Tuesday, 24 January 2012: 1:30 PM
US Landfalling Hurricanes and Economic Damage: An Extreme Value Perspective
Room 238 (New Orleans Convention Center )
Daniel R. Chavas, MIT, Cambridge, MA; and E. Yonekura, C. Karamperidou, N. Cavanaugh, and K. Serafin
The historical hurricane damage database of Pielke et al. (2008) is analyzed using a Peaks-Over-Threshold approach, in which the Generalized Pareto Distribution is applied to model excesses above a specified threshold for a given damage metric. In addition to the dataset of absolute hurricane damages given in Pielke et al (2008), we define a Damage Index as the ratio of base-year economic damages to the “available” economic value in the affected region.

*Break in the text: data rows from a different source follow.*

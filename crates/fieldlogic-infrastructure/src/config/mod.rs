//! Application configuration
//!
//! Three sections, all optional in the TOML file:
//!
//! ```toml
//! [logging]
//! level = "warn"
//! json_format = false
//!
//! [expressions]
//! max_depth = 32
//!
//! [rules]
//! strict_unknown_rules = false
//! ```

pub mod loader;

pub use loader::ConfigLoader;

use crate::constants::DEFAULT_LOG_LEVEL;
use fieldlogic_domain::constants::DEFAULT_MAX_EXPRESSION_DEPTH;
use serde::{Deserialize, Serialize};

/// Root configuration
#[derive(Debug, Clone, Default, PartialEq, Eq, Serialize, Deserialize)]
#[serde(default)]
pub struct AppConfig {
    pub logging: LoggingConfig,
    pub expressions: ExpressionsConfig,
    pub rules: RulesConfig,
}

/// Logging configuration
#[derive(Debug, Clone, PartialEq, Eq, Serialize, Deserialize)]
#[serde(default)]
pub struct LoggingConfig {
    /// Log level (trace, debug, info, warn, error)
    pub level: String,

    /// Enable JSON output format
    pub json_format: bool,
}

impl Default for LoggingConfig {
    fn default() -> Self {
        Self {
            level: DEFAULT_LOG_LEVEL.to_string(),
            json_format: false,
        }
    }
}

/// Expression evaluator limits
#[derive(Debug, Clone, PartialEq, Eq, Serialize, Deserialize)]
#[serde(default)]
pub struct ExpressionsConfig {
    /// Maximum nesting of parenthesised groups
    pub max_depth: usize,
}

impl Default for ExpressionsConfig {
    fn default() -> Self {
        Self {
            max_depth: DEFAULT_MAX_EXPRESSION_DEPTH,
        }
    }
}

/// Rule engine behaviour
#[derive(Debug, Clone, Default, PartialEq, Eq, Serialize, Deserialize)]
#[serde(default)]
pub struct RulesConfig {
    /// Reject schemas whose rule chains name unregistered rules
    pub strict_unknown_rules: bool,
}
//! Shared fixtures for evaluator tests

use fieldlogic_domain::FieldValue;
use fieldlogic_expr::{ExpressionEngine, FieldState};
use std::collections::HashMap;

/// Sibling fields used across the evaluator tests
pub fn sample_fields() -> HashMap<String, FieldValue> {
    HashMap::from([
        ("country".to_string(), FieldValue::from("US")),
        ("age".to_string(), FieldValue::from(30)),
        ("tags".to_string(), FieldValue::from(vec!["a", "b"])),
        ("nothing".to_string(), FieldValue::Null),
    ])
}

/// Evaluate against `value` with default state and the sample fields
pub fn eval(expression: &str, value: impl Into<FieldValue>) -> bool {
    ExpressionEngine::new().evaluate(
        expression,
        &value.into(),
        &FieldState::default(),
        &sample_fields(),
    )
}

/// Like [`eval`] but surfacing evaluation errors
pub fn try_eval(expression: &str, value: impl Into<FieldValue>) -> fieldlogic_domain::Result<bool> {
    ExpressionEngine::new().try_evaluate(
        expression,
        &value.into(),
        &FieldState::default(),
        &sample_fields(),
    )
}
//! Application Layer - fieldlogic
//!
//! Orchestrates the expression evaluator and the rule engine over a whole
//! form:
//!
//! - [`schema`]: declarative form description (fields, rule chains,
//!   conditional dependencies), loaded from JSON or TOML
//! - [`state`]: a snapshot of field values and checked flags
//! - [`use_cases::form_evaluator`]: applies dependencies, validates visible
//!   and enabled fields and renders messages
//!
//! This crate depends only on the domain crate and the two engines.

pub mod report;
pub mod schema;
pub mod state;
pub mod use_cases;

pub use report::{FieldReport, FormReport, LintFinding};
pub use schema::{Dependency, DependencyAction, FieldSpec, FormSchema};
pub use state::FormState;
pub use use_cases::form_evaluator::FormEvaluator;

We then incorporate physical covariates at the individual hurricane level into the GPD model, namely maximum wind speed and a simple yet novel measure of the mean bathymetric slope at landfall, and apply our analysis to both the Total Damage and the Damage Index for the purposes of direct comparison.
The parameters of the GPD models with physical covariates are optimized with maximum likelihood estimation. We find that for Total Damage the only useful covariate is maximum wind speed. Meanwhile, for Damage Index both the mean slope and maximum wind speed are found useful, with coefficients that are consistent with the known physics of each covariate in causing damage. These results suggest that damage measured as a fraction of potential damage helps remove this economic signal from the damage database, leaving a dataset that may be better representative of the physical relationship between hurricanes and damage.
Finally, this new methodology is applied to two datasets of approximately 5000 synthetic tracks, each simulated within current and future A1B-scenario climates as modeled by the GFDL CM2.0 model. We demonstrate its potential utility in assessing changes in the upper tail of the distribution of damaging hurricanes as measured by the Damage Index.